## Your objective
Across the listing below, count the lines containing "Acme". Answer with that number only.

:::

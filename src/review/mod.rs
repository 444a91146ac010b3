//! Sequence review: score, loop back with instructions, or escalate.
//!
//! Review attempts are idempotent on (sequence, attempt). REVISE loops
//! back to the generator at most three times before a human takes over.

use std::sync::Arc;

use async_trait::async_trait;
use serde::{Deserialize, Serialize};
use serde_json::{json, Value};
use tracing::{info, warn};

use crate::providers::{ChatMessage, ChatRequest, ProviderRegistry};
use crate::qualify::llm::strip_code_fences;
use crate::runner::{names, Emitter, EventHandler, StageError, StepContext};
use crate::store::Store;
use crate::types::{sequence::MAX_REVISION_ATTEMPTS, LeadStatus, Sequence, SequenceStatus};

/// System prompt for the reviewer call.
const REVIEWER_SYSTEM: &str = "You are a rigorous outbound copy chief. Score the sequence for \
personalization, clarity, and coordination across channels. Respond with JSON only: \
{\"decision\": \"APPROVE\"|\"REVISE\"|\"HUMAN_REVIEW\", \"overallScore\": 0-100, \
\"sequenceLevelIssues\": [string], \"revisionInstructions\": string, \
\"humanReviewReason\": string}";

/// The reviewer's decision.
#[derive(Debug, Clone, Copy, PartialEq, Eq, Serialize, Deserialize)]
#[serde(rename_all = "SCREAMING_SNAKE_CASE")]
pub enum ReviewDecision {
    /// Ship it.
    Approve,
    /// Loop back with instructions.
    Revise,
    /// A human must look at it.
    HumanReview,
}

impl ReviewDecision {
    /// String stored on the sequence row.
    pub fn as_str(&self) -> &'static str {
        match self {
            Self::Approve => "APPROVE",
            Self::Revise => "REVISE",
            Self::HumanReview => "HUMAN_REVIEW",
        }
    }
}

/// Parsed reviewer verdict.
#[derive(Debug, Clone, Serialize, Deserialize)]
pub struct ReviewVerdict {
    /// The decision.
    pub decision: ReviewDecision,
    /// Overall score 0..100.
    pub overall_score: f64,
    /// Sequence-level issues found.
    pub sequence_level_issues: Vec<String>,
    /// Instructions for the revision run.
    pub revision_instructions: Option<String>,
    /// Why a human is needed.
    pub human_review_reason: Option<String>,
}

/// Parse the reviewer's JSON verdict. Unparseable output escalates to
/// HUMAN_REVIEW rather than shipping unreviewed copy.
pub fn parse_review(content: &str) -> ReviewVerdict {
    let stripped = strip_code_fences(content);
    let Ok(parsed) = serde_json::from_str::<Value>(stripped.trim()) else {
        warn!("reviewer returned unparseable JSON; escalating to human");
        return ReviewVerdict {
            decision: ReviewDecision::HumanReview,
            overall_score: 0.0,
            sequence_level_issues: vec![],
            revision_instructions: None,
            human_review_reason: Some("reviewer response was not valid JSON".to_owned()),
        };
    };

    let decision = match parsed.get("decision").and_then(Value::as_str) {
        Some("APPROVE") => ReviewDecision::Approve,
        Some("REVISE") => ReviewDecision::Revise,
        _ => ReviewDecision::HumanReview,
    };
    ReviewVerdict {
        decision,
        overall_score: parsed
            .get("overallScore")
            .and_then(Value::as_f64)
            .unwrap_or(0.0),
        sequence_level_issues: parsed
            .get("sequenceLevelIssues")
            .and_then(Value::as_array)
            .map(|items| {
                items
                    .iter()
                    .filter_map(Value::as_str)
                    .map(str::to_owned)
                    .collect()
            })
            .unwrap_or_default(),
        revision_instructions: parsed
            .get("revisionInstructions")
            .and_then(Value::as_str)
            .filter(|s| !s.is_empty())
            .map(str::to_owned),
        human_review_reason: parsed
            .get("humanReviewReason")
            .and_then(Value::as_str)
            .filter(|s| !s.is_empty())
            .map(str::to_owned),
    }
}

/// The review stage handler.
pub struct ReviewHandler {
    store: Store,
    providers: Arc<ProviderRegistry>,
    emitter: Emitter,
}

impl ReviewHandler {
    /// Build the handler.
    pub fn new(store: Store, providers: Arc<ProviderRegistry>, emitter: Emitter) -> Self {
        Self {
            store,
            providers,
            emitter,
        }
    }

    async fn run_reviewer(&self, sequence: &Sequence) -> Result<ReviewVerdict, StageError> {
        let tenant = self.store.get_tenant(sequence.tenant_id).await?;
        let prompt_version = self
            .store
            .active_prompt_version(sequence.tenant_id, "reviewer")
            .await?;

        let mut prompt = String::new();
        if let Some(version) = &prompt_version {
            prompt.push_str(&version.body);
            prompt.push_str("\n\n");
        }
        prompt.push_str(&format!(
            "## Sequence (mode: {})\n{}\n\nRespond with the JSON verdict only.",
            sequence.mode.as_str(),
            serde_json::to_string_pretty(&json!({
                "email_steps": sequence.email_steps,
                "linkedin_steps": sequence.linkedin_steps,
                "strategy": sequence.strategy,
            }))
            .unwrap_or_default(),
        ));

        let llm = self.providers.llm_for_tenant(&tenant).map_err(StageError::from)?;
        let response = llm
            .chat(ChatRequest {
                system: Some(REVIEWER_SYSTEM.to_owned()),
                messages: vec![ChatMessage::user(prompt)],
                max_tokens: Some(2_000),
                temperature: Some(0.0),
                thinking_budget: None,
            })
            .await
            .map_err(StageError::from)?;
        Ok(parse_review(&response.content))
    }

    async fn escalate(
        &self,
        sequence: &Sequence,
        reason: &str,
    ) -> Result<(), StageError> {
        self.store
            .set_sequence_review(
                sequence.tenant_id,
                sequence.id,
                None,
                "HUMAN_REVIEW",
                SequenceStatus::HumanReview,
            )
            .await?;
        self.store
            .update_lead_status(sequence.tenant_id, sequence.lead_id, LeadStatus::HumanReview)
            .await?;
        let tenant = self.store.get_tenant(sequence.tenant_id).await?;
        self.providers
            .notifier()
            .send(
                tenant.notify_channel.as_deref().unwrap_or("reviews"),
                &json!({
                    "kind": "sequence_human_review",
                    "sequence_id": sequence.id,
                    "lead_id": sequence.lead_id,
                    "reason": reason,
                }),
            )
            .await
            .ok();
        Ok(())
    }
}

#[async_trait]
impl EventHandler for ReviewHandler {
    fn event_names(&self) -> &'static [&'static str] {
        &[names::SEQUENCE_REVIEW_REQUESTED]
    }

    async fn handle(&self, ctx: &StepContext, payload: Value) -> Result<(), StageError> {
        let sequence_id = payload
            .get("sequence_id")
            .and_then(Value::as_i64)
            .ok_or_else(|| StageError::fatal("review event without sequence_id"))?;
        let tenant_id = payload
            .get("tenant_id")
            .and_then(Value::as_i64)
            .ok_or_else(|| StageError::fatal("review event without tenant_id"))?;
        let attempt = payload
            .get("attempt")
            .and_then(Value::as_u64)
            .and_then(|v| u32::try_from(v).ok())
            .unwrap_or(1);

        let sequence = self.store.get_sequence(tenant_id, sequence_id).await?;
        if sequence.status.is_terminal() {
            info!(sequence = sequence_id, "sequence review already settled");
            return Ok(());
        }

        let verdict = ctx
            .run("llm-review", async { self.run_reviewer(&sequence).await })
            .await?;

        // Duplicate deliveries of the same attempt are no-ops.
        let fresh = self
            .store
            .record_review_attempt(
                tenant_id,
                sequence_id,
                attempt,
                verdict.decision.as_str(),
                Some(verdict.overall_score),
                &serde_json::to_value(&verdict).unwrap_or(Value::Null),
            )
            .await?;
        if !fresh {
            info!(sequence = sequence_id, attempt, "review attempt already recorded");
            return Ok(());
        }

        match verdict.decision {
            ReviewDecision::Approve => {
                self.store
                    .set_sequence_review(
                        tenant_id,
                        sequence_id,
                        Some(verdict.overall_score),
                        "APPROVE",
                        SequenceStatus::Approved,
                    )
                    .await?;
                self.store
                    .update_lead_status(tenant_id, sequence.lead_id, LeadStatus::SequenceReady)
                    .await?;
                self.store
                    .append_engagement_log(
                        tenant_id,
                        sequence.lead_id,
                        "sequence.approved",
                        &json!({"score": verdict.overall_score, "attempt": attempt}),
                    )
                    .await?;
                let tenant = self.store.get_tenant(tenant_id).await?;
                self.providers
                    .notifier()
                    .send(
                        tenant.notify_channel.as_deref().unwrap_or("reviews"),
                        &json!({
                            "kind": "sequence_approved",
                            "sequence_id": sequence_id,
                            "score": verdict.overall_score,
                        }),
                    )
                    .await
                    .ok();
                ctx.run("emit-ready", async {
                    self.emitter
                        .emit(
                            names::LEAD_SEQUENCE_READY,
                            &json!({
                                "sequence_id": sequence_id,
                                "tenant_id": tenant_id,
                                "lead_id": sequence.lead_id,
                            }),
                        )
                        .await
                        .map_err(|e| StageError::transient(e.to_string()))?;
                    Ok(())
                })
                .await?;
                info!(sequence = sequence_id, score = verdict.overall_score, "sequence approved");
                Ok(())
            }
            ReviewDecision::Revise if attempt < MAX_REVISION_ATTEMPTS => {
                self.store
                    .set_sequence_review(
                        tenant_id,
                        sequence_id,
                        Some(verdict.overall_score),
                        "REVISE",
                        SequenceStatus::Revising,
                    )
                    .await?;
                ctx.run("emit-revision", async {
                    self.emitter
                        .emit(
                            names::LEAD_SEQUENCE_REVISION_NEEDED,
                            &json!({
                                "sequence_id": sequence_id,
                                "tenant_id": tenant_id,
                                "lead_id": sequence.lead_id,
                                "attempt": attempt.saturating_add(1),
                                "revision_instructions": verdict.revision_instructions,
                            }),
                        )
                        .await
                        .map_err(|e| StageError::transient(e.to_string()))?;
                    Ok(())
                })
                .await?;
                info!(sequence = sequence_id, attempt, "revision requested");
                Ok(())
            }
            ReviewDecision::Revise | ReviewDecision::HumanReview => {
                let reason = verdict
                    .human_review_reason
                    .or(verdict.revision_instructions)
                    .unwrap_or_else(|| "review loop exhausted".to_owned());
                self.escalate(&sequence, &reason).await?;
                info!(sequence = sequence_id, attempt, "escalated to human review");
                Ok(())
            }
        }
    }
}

:::

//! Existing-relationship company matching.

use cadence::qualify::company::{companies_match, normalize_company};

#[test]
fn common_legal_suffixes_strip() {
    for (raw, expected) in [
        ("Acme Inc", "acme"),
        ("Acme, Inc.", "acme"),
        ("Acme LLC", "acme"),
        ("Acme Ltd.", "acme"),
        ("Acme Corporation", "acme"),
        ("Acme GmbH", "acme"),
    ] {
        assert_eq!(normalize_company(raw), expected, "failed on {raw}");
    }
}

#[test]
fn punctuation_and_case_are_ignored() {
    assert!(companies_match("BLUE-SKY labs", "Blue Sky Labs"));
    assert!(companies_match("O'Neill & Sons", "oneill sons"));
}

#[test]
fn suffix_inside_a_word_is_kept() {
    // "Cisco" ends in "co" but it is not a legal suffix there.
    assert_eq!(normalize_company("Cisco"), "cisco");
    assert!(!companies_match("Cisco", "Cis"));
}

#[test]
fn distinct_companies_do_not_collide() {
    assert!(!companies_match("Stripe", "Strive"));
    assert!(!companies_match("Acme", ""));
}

:::

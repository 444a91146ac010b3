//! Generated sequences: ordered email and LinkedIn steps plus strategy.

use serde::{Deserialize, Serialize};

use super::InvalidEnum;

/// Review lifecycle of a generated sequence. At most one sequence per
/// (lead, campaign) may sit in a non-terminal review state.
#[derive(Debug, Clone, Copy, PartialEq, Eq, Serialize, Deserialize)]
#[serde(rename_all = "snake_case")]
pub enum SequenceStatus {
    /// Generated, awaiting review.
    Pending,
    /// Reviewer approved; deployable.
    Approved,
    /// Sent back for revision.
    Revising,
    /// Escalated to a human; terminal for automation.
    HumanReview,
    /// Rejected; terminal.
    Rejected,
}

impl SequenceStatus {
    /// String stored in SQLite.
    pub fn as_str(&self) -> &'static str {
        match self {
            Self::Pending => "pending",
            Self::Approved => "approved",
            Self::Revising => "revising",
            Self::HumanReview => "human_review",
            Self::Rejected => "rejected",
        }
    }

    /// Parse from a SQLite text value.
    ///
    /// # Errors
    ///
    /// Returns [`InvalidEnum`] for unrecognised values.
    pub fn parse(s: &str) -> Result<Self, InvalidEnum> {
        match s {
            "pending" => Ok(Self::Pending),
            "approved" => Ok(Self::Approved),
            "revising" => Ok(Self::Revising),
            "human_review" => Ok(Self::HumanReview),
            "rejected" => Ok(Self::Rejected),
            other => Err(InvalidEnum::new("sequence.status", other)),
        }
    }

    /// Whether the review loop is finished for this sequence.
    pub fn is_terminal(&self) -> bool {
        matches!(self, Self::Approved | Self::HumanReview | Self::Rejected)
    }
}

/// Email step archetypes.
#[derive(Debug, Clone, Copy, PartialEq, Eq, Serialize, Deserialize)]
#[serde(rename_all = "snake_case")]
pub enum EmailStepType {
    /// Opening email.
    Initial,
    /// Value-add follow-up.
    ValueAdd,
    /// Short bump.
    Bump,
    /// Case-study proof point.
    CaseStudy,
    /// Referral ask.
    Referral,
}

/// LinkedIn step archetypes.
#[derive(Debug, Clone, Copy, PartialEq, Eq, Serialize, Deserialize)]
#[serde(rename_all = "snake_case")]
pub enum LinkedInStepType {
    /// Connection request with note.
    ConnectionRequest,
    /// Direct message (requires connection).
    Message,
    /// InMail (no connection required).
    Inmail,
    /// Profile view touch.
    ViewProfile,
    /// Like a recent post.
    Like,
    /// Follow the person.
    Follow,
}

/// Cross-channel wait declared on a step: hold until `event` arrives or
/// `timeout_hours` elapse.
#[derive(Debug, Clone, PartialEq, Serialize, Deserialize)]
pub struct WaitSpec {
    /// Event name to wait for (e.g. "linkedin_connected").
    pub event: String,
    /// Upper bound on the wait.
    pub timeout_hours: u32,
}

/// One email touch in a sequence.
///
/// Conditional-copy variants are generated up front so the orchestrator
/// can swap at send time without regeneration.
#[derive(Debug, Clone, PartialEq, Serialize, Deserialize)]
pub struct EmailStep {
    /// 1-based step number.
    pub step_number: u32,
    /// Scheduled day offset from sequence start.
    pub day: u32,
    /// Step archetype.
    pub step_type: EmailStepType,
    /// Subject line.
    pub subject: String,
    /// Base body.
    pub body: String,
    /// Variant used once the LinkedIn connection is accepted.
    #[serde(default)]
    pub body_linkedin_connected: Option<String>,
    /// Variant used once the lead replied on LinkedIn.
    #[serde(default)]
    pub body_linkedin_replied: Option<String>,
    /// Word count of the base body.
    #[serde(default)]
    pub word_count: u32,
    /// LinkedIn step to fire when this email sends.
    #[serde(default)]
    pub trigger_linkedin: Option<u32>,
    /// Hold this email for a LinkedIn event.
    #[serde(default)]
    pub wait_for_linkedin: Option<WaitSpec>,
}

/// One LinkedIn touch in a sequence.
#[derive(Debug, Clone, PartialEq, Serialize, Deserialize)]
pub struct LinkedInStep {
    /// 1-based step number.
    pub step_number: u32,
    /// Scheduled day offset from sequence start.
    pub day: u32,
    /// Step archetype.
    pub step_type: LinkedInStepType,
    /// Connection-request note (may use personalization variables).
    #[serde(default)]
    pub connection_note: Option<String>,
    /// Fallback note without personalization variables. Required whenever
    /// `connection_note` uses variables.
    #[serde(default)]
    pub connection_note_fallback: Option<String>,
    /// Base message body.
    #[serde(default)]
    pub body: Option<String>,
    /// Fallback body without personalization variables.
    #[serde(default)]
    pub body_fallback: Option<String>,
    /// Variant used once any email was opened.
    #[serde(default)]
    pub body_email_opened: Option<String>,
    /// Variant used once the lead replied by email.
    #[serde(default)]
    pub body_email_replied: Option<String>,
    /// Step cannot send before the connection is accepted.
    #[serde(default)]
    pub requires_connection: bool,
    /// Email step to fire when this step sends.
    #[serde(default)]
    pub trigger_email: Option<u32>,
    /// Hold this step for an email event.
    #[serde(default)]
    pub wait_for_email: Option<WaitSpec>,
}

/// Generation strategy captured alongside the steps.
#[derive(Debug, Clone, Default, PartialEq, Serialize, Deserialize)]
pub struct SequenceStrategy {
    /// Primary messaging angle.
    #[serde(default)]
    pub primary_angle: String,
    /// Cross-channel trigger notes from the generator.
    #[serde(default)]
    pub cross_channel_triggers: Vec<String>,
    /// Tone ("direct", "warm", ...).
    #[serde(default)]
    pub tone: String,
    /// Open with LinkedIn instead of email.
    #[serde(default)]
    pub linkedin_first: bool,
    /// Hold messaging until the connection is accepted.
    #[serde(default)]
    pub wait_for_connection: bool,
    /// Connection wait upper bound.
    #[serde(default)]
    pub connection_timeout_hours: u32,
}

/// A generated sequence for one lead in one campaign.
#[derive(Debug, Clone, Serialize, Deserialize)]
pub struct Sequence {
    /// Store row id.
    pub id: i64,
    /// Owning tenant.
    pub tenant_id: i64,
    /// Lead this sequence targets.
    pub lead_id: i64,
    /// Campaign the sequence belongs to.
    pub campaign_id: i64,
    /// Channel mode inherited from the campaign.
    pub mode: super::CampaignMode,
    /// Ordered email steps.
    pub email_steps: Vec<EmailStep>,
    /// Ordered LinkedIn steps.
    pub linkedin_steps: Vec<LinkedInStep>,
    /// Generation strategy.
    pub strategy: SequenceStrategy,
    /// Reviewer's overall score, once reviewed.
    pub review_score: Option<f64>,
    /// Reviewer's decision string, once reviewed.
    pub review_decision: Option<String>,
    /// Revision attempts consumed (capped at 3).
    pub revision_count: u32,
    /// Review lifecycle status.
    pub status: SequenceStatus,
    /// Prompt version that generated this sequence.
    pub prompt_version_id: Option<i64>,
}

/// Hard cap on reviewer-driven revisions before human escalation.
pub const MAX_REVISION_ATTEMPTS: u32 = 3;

:::

## Reply
7